The planets most likely to support life – human or otherwise – have been ranked by an international team of scientists… and there’s some good and bad news.

This artistic illustration released by the European Southern Observatory on Tuesday, April 24, 2007, shows planets orbiting the red dwarf star, Gliese 581.
This artistic illustration released by the European Southern Observatory on Tuesday, April 24, 2007, shows planets orbiting the red dwarf star, Gliese 581.
Image: AP/Press Association Images

A LIST OF planets that are most likely to harbour alien life – as well as other worlds that could potentially support human life if the Earth were to become “uninhabitable” – has been compiled.

Saturn’s moon Titan and Mars were among the most habitable planets, according the rating systems used by the international team of scientists that gathered the data.

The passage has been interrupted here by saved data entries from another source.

//! Parsing and dispatch of SMTP commands

use crate::smtp::error::{SmtpError, SmtpLimits};
use crate::smtp::response::SmtpResponse;
use crate::smtp::session::SmtpSession;

/// A syntactically valid SMTP command
#[derive(Debug, Clone, PartialEq, Eq)]
pub enum SmtpCommand<'a> {
    Helo(&'a str),
    #[cfg(feature = "ehlo")]
    Ehlo(&'a str),
    /// `MAIL FROM:<path>`, holding the path without angle brackets
    Mail(&'a str),
    /// `RCPT TO:<path>`, holding the path without angle brackets
    Rcpt(&'a str),
    Data,
    Rset,
    Noop,
    Quit,
}

impl<'a> SmtpCommand<'a> {
    /// Parse one command line (without its line ending)
    pub fn parse(line: &'a str) -> Result<Self, SmtpError> {
        if line.len() > SmtpLimits::COMMAND_LINE_MAX_LENGTH {
            return Err(SmtpError::LineTooLong {
                max: SmtpLimits::COMMAND_LINE_MAX_LENGTH,
            });
        }

        let line = line.trim();
        let (verb, args) = match line.split_once(char::is_whitespace) {
            Some((verb, args)) => (verb, args.trim()),
            None => (line, ""),
        };
        if verb.is_empty() {
            return Err(SmtpError::InvalidCommand);
        }

        match verb.to_uppercase().as_str() {
            "HELO" => domain_argument("HELO", args).map(SmtpCommand::Helo),
            #[cfg(feature = "ehlo")]
            "EHLO" => domain_argument("EHLO", args).map(SmtpCommand::Ehlo),
            "MAIL" => path_argument("FROM:", args).map(SmtpCommand::Mail),
            "RCPT" => path_argument("TO:", args).map(SmtpCommand::Rcpt),
            "DATA" => no_argument("DATA", args).map(|_| SmtpCommand::Data),
            "RSET" => no_argument("RSET", args).map(|_| SmtpCommand::Rset),
            // NOOP may carry a string, which is ignored
            "NOOP" => Ok(SmtpCommand::Noop),
            "QUIT" => no_argument("QUIT", args).map(|_| SmtpCommand::Quit),
            _ => Err(SmtpError::InvalidCommand),
        }
    }

    /// The command verb, as used by [`SmtpSession::can_execute_command`]
    pub fn verb(&self) -> &'static str {
        match self {
            SmtpCommand::Helo(_) => "HELO",
            #[cfg(feature = "ehlo")]
            SmtpCommand::Ehlo(_) => "EHLO",
            SmtpCommand::Mail(_) => "MAIL",
            SmtpCommand::Rcpt(_) => "RCPT",
            SmtpCommand::Data => "DATA",
            SmtpCommand::Rset => "RSET",
            SmtpCommand::Noop => "NOOP",
            SmtpCommand::Quit => "QUIT",
        }
    }
}

fn domain_argument<'a>(verb: &str, args: &'a str) -> Result<&'a str, SmtpError> {
    match args.split_whitespace().next() {
        Some(domain) => Ok(domain),
        None => Err(SmtpError::InvalidSyntax(format!(
            "{verb} requires domain argument"
        ))),
    }
}

/// Extract `<path>` from `FROM:<path>` / `TO:<path>`
fn path_argument<'a>(prefix: &str, args: &'a str) -> Result<&'a str, SmtpError> {
    let keyword = prefix.trim_end_matches(':');
    let rest = args
        .get(..prefix.len())
        .filter(|head| head.eq_ignore_ascii_case(prefix))
        .map(|_| args[prefix.len()..].trim())
        .ok_or_else(|| SmtpError::InvalidSyntax(format!("expected '{prefix}<address>'")))?;

    let path = rest
        .strip_prefix('<')
        .and_then(|rest| rest.strip_suffix('>'))
        .ok_or_else(|| {
            SmtpError::InvalidSyntax(format!(
                "{keyword} address must be enclosed in angle brackets"
            ))
        })?;

    if path.is_empty() {
        return Err(SmtpError::InvalidSyntax(format!(
            "{keyword} address cannot be empty"
        )));
    }
    Ok(path)
}

fn no_argument(verb: &str, args: &str) -> Result<(), SmtpError> {
    if args.is_empty() {
        Ok(())
    } else {
        Err(SmtpError::InvalidSyntax(format!(
            "{verb} command takes no arguments"
        )))
    }
}

/// Check the RFC 821 limits on the parts of a mailbox
fn validate_email_address(addr: &str) -> Result<(), SmtpError> {
    let (user, domain) = addr.rsplit_once('@').ok_or_else(|| {
        SmtpError::InvalidSyntax("Email address must contain @ symbol".to_string())
    })?;

    if user.len() > SmtpLimits::USER_MAX_LENGTH {
        return Err(SmtpError::UserTooLong {
            max: SmtpLimits::USER_MAX_LENGTH,
        });
    }
    if domain.len() > SmtpLimits::DOMAIN_MAX_LENGTH {
        return Err(SmtpError::DomainTooLong {
            max: SmtpLimits::DOMAIN_MAX_LENGTH,
        });
    }
    if user.is_empty() || domain.is_empty() {
        return Err(SmtpError::InvalidSyntax(
            "Invalid email address format".to_string(),
        ));
    }
    Ok(())
}

/// Applies SMTP commands to a session and produces the replies
#[derive(Debug)]
pub struct SmtpCommandHandler<'a> {
    hostname: &'a str,
}

impl<'a> SmtpCommandHandler<'a> {
    /// Create a command handler answering as `hostname`
    pub fn new(hostname: &'a str) -> Self {
        Self { hostname }
    }

    /// Process a command line and return a response.
    ///
    /// A `354` reply means the session is now in data mode and the caller
    /// must feed the message to [`SmtpSession::receive_data`].
    pub fn process_command(
        &self,
        command_line: &str,
        session: &mut SmtpSession,
    ) -> Result<SmtpResponse, SmtpError> {
        let command = SmtpCommand::parse(command_line)?;
        if !session.can_execute_command(command.verb()) {
            return Err(SmtpError::InvalidState(sequence_hint(&command).to_string()));
        }

        match command {
            SmtpCommand::Helo(domain) => {
                session.greet(domain)?;
                Ok(SmtpResponse::helo(self.hostname, domain))
            }
            #[cfg(feature = "ehlo")]
            SmtpCommand::Ehlo(domain) => {
                session.greet(domain)?;
                Ok(SmtpResponse::helo(self.hostname, domain))
            }
            SmtpCommand::Mail(path) => {
                validate_email_address(path)?;
                session.set_sender(path)?;
                Ok(SmtpResponse::ok())
            }
            SmtpCommand::Rcpt(path) => {
                validate_email_address(path)?;
                session.add_recipient(path)?;
                Ok(SmtpResponse::ok())
            }
            SmtpCommand::Data => {
                session.start_data_mode()?;
                Ok(SmtpResponse::data_start())
            }
            SmtpCommand::Rset => {
                session.reset();
                Ok(SmtpResponse::ok())
            }
            SmtpCommand::Noop => Ok(SmtpResponse::ok()),
            SmtpCommand::Quit => Ok(SmtpResponse::quit(self.hostname)),
        }
    }
}

fn sequence_hint(command: &SmtpCommand<'_>) -> &'static str {
    match command {
        SmtpCommand::Mail(_) => "MAIL command requires HELO first",
        SmtpCommand::Rcpt(_) => "RCPT command requires MAIL first",
        SmtpCommand::Data => "DATA command requires RCPT first",
        SmtpCommand::Rset => "RSET command requires HELO first",
        _ => "command not allowed now",
    }
}

#[cfg(test)]
mod tests {
    use super::*;
    use crate::smtp::context::{Context, Handler};
    use crate::smtp::error::{HandlerError, SessionError};
    use std::sync::Arc;

    fn create_handler<'a>() -> SmtpCommandHandler<'a> {
        SmtpCommandHandler::new("test.local")
    }

    fn session() -> SmtpSession {
        let handler = |_: &Context<'_>| -> Result<(), HandlerError> { Ok(()) };
        let handler: Arc<dyn Handler> = Arc::new(handler);
        SmtpSession::new("test.local", Some(handler))
    }

    fn run(session: &mut SmtpSession, lines: &[&str]) {
        let handler = create_handler();
        for line in lines {
            handler.process_command(line, session).unwrap();
        }
    }

    #[test]
    fn test_parse_commands() {
        assert_eq!(
            SmtpCommand::parse("helo client.local").unwrap(),
            SmtpCommand::Helo("client.local")
        );
        assert_eq!(
            SmtpCommand::parse("MAIL FROM:<a@example.com>").unwrap(),
            SmtpCommand::Mail("a@example.com")
        );
        assert_eq!(
            SmtpCommand::parse("rcpt to: <b@example.com>").unwrap(),
            SmtpCommand::Rcpt("b@example.com")
        );
        assert_eq!(SmtpCommand::parse("DATA").unwrap(), SmtpCommand::Data);
        assert_eq!(SmtpCommand::parse("RSET").unwrap(), SmtpCommand::Rset);
        assert_eq!(SmtpCommand::parse("NOOP ping").unwrap(), SmtpCommand::Noop);
        assert_eq!(SmtpCommand::parse("QUIT").unwrap(), SmtpCommand::Quit);
    }

    #[test]
    fn test_parse_errors() {
        assert!(matches!(SmtpCommand::parse(""), Err(SmtpError::InvalidCommand)));
        assert!(matches!(
            SmtpCommand::parse("INVALID"),
            Err(SmtpError::InvalidCommand)
        ));
        assert!(matches!(
            SmtpCommand::parse("HELO"),
            Err(SmtpError::InvalidSyntax(_))
        ));
        assert!(matches!(
            SmtpCommand::parse("MAIL sender@example.com"),
            Err(SmtpError::InvalidSyntax(_))
        ));
        assert!(matches!(
            SmtpCommand::parse("MAIL FROM:sender@example.com"),
            Err(SmtpError::InvalidSyntax(_))
        ));
        assert!(matches!(
            SmtpCommand::parse("DATA now"),
            Err(SmtpError::InvalidSyntax(_))
        ));
    }

    #[test]
    fn test_helo_command() {
        let handler = create_handler();
        let mut session = session();

        let response = handler
            .process_command("HELO client.local", &mut session)
            .unwrap();

        assert_eq!(response.code, "250");
        assert_eq!(response.message, "test.local Hello client.local");
        assert_eq!(session.client_domain(), Some("client.local"));
    }

    #[cfg(feature = "ehlo")]
    #[test]
    fn test_ehlo_command() {
        let handler = create_handler();
        let mut session = session();

        let response = handler
            .process_command("EHLO client.local", &mut session)
            .unwrap();

        assert_eq!(response.code, "250");
        assert_eq!(session.client_domain(), Some("client.local"));
    }

    #[test]
    fn test_mail_command() {
        let handler = create_handler();
        let mut session = session();
        run(&mut session, &["HELO client.local"]);

        let response = handler
            .process_command("MAIL FROM:<sender@example.com>", &mut session)
            .unwrap();

        assert_eq!(response.code, "250");
        let sender = session.transaction().unwrap().sender().unwrap();
        assert_eq!(sender.to_string(), "sender@example.com");
    }

    #[test]
    fn test_mail_without_helo() {
        let handler = create_handler();
        let mut session = session();

        let result = handler.process_command("MAIL FROM:<sender@example.com>", &mut session);
        assert!(matches!(result, Err(SmtpError::InvalidState(_))));
    }

    #[test]
    fn test_mail_unparseable_address() {
        let handler = create_handler();
        let mut session = session();
        run(&mut session, &["HELO client.local"]);

        let err = handler
            .process_command("MAIL FROM:<us er@exa mple.com>", &mut session)
            .unwrap_err();

        assert!(matches!(
            err,
            SmtpError::Session(SessionError::AddressParse { .. })
        ));
        assert_eq!(err.to_response_code(), "501");
        assert!(session.transaction().unwrap().sender().is_none());
    }

    #[test]
    fn test_rcpt_command() {
        let handler = create_handler();
        let mut session = session();
        run(
            &mut session,
            &["HELO client.local", "MAIL FROM:<sender@example.com>"],
        );

        let response = handler
            .process_command("RCPT TO:<recipient@example.com>", &mut session)
            .unwrap();

        assert_eq!(response.code, "250");
        assert_eq!(session.recipient_count(), 1);
    }

    #[test]
    fn test_rcpt_without_mail() {
        let handler = create_handler();
        let mut session = session();
        run(&mut session, &["HELO client.local"]);

        let result = handler.process_command("RCPT TO:<recipient@example.com>", &mut session);
        assert!(result.is_err());
    }

    #[test]
    fn test_data_command() {
        let handler = create_handler();
        let mut session = session();
        run(
            &mut session,
            &[
                "HELO client.local",
                "MAIL FROM:<sender@example.com>",
                "RCPT TO:<recipient@example.com>",
            ],
        );

        let response = handler.process_command("DATA", &mut session).unwrap();

        assert_eq!(response.code, "354");
        assert!(session.in_data_mode());
    }

    #[test]
    fn test_data_without_rcpt() {
        let handler = create_handler();
        let mut session = session();
        run(
            &mut session,
            &["HELO client.local", "MAIL FROM:<sender@example.com>"],
        );

        let result = handler.process_command("DATA", &mut session);
        assert!(matches!(result, Err(SmtpError::InvalidState(_))));
    }

    #[test]
    fn test_rset_command() {
        let handler = create_handler();
        let mut session = session();
        run(
            &mut session,
            &[
                "HELO client.local",
                "MAIL FROM:<sender@example.com>",
                "RCPT TO:<recipient@example.com>",
            ],
        );

        let response = handler.process_command("RSET", &mut session).unwrap();

        assert_eq!(response.code, "250");
        let tx = session.transaction().unwrap();
        assert!(tx.sender().is_none());
        assert!(tx.recipients().is_empty());
    }

    #[test]
    fn test_noop_and_quit() {
        let handler = create_handler();
        let mut session = session();

        let response = handler.process_command("NOOP", &mut session).unwrap();
        assert_eq!(response.code, "250");

        let response = handler.process_command("QUIT", &mut session).unwrap();
        assert_eq!(response.code, "221");
    }

    #[test]
    fn test_command_line_too_long() {
        let handler = create_handler();
        let mut session = session();

        let long_command = "HELO ".to_string() + &"a".repeat(SmtpLimits::COMMAND_LINE_MAX_LENGTH);
        let result = handler.process_command(&long_command, &mut session);
        assert!(matches!(result, Err(SmtpError::LineTooLong { .. })));
    }

    #[test]
    fn test_validate_email_address() {
        assert!(validate_email_address("user@example.com").is_ok());
        assert!(validate_email_address("test@test.local").is_ok());

        assert!(validate_email_address("invalid").is_err());
        assert!(validate_email_address("@example.com").is_err());
        assert!(validate_email_address("user@").is_err());

        let long_user = "a".repeat(SmtpLimits::USER_MAX_LENGTH + 1) + "@example.com";
        assert!(matches!(
            validate_email_address(&long_user),
            Err(SmtpError::UserTooLong { .. })
        ));

        let long_domain = "user@".to_string() + &"a".repeat(SmtpLimits::DOMAIN_MAX_LENGTH + 1);
        assert!(matches!(
            validate_email_address(&long_domain),
            Err(SmtpError::DomainTooLong { .. })
        ));
    }

    #[test]
    fn test_empty_email_addresses() {
        let handler = create_handler();
        let mut session = session();
        run(&mut session, &["HELO client.local"]);

        let result = handler.process_command("MAIL FROM:<>", &mut session);
        assert!(result.is_err());

        run(&mut session, &["MAIL FROM:<sender@example.com>"]);
        let result = handler.process_command("RCPT TO:<>", &mut session);
        assert!(result.is_err());
    }
}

Their research shows that the planet most like our own is a world called Gliese 581g, which some believe may be able to support human life. However, although the planet has many of the conditions necessary for us, there is some bad news’: its about 20 light years -  or 118,000,000,000,000 miles – from Earth. To put that into perspective, if a rocket flying from Earth travelled at a tenth of the speed of light (19,000 miles a second) it would take 200 years to arrive at Gliese 581g.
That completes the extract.